THE TASK → Only one stretch of the listing below is wanted: every line from the first to the line containing "if !state.timers.iter().any(|t| t.as_ptr()", set down exactly.

RECORDS SHOWN →
• • • • • • •
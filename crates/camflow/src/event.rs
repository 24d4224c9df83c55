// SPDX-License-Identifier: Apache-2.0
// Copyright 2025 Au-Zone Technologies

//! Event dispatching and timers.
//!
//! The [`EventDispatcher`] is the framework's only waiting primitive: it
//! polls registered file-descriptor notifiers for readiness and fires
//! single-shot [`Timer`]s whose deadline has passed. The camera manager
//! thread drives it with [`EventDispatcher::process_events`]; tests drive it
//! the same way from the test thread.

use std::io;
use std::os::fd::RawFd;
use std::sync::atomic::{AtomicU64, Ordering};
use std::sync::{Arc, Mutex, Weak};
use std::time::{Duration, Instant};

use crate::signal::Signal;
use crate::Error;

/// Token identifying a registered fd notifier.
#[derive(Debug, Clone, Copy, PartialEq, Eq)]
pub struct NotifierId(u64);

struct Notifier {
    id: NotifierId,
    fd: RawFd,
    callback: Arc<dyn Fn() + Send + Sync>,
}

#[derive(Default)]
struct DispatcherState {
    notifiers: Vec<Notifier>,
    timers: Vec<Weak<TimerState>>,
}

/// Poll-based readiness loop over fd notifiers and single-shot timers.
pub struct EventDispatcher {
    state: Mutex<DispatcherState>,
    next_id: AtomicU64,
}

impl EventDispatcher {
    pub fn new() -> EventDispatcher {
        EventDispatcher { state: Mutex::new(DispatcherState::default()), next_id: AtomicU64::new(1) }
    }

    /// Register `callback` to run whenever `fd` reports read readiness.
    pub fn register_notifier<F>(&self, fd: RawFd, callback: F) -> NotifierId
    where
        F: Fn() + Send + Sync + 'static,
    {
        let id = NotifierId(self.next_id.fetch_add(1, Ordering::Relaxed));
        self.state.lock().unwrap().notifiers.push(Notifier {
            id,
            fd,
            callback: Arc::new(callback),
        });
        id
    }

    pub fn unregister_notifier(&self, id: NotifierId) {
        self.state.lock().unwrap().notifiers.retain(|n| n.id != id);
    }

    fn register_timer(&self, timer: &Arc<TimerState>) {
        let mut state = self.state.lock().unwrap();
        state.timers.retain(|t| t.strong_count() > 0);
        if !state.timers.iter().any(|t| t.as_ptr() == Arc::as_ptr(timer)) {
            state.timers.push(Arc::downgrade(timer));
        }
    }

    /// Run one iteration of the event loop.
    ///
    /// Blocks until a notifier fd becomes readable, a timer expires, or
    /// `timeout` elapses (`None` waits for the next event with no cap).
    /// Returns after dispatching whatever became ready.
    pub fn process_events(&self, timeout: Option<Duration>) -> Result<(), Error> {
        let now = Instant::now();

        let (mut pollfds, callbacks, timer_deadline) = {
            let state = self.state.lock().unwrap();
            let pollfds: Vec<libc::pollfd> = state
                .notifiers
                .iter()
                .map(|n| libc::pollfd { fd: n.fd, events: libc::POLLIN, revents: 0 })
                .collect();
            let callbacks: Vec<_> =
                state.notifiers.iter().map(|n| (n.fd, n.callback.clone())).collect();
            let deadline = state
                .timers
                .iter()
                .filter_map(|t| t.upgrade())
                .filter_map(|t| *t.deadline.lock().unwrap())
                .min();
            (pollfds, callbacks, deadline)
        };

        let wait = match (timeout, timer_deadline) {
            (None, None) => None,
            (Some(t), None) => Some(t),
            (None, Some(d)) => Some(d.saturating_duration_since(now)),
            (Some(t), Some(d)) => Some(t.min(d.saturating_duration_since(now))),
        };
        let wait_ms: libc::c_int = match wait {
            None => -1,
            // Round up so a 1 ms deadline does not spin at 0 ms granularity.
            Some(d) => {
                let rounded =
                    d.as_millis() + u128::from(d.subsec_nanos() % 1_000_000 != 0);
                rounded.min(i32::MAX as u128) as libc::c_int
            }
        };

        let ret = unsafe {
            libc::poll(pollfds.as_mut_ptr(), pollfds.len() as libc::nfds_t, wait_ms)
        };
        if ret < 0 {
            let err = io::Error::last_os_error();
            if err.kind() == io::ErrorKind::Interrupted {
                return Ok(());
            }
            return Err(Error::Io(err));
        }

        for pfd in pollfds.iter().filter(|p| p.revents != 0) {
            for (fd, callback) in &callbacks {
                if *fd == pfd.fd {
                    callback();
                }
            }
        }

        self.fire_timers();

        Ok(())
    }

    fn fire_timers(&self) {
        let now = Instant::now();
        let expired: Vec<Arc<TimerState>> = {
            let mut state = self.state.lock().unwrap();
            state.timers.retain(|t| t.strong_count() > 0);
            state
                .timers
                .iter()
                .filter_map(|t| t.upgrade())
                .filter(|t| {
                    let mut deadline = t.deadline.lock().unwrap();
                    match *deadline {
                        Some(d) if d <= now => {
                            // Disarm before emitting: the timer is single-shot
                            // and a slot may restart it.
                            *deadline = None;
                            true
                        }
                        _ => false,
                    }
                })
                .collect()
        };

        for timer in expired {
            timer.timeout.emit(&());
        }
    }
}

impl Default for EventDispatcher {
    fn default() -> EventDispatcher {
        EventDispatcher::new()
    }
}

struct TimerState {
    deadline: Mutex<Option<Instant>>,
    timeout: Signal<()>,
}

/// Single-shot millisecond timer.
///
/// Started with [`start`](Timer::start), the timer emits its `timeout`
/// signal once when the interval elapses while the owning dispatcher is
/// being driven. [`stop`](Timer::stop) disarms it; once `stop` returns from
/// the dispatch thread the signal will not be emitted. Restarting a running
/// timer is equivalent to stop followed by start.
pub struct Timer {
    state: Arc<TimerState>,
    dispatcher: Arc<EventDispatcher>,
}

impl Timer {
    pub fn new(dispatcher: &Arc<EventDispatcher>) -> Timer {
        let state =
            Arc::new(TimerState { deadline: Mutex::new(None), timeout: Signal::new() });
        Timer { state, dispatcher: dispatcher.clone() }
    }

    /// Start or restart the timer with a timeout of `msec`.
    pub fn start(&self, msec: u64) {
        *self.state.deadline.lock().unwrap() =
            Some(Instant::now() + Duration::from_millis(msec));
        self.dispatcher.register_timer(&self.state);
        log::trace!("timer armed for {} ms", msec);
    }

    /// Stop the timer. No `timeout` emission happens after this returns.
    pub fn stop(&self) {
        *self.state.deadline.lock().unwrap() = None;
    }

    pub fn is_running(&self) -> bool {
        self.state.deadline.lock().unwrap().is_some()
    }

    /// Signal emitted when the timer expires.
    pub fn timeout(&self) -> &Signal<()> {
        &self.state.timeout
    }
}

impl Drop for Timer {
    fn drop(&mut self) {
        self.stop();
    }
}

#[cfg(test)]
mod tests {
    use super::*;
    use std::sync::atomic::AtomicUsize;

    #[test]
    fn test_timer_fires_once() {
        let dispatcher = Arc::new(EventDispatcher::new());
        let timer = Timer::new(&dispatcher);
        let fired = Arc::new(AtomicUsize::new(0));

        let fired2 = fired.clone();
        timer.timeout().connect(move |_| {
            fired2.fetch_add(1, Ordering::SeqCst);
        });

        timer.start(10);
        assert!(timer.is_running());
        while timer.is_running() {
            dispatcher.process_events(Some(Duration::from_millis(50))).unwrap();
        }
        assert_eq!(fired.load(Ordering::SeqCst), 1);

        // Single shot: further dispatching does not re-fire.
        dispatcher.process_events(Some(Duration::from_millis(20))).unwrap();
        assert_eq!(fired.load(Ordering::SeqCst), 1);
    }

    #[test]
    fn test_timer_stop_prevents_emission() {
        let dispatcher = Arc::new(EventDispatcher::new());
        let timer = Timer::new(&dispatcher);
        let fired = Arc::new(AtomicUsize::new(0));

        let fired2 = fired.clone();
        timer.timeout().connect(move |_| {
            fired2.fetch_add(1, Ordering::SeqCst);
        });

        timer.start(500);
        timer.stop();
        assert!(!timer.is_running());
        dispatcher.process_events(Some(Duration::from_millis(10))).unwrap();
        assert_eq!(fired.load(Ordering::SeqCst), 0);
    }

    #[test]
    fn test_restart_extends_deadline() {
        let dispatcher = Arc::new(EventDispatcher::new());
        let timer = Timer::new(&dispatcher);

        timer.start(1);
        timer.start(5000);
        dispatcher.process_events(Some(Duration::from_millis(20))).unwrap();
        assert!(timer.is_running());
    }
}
• • • • • • •
FINISHED TASK →
filename crates/camflow/src/event.rs
repository 24d4224c9df83c55
// SPDX-License-Identifier: Apache-2.0
// Copyright 2025 Au-Zone Technologies

//! Event dispatching and timers.
//!
//! The [`EventDispatcher`] is the framework's only waiting primitive: it
//! polls registered file-descriptor notifiers for readiness and fires
//! single-shot [`Timer`]s whose deadline has passed. The camera manager
//! thread drives it with [`EventDispatcher::process_events`]; tests drive it
//! the same way from the test thread.

use std::io;
use std::os::fd::RawFd;
use std::sync::atomic::{AtomicU64, Ordering};
use std::sync::{Arc, Mutex, Weak};
use std::time::{Duration, Instant};

use crate::signal::Signal;
use crate::Error;

/// Token identifying a registered fd notifier.
#[derive(Debug, Clone, Copy, PartialEq, Eq)]
pub struct NotifierId(u64);

struct Notifier {
    id: NotifierId,
    fd: RawFd,
    callback: Arc<dyn Fn() + Send + Sync>,
}

#[derive(Default)]
struct DispatcherState {
    notifiers: Vec<Notifier>,
    timers: Vec<Weak<TimerState>>,
}

/// Poll-based readiness loop over fd notifiers and single-shot timers.
pub struct EventDispatcher {
    state: Mutex<DispatcherState>,
    next_id: AtomicU64,
}

impl EventDispatcher {
    pub fn new() -> EventDispatcher {
        EventDispatcher { state: Mutex::new(DispatcherState::default()), next_id: AtomicU64::new(1) }
    }

    /// Register `callback` to run whenever `fd` reports read readiness.
    pub fn register_notifier<F>(&self, fd: RawFd, callback: F) -> NotifierId
    where
        F: Fn() + Send + Sync + 'static,
    {
        let id = NotifierId(self.next_id.fetch_add(1, Ordering::Relaxed));
        self.state.lock().unwrap().notifiers.push(Notifier {
            id,
            fd,
            callback: Arc::new(callback),
        });
        id
    }

    pub fn unregister_notifier(&self, id: NotifierId) {
        self.state.lock().unwrap().notifiers.retain(|n| n.id != id);
    }

    fn register_timer(&self, timer: &Arc<TimerState>) {
        let mut state = self.state.lock().unwrap();
        state.timers.retain(|t| t.strong_count() > 0);
        if !state.timers.iter().any(|t| t.as_ptr() == Arc::as_ptr(timer)) {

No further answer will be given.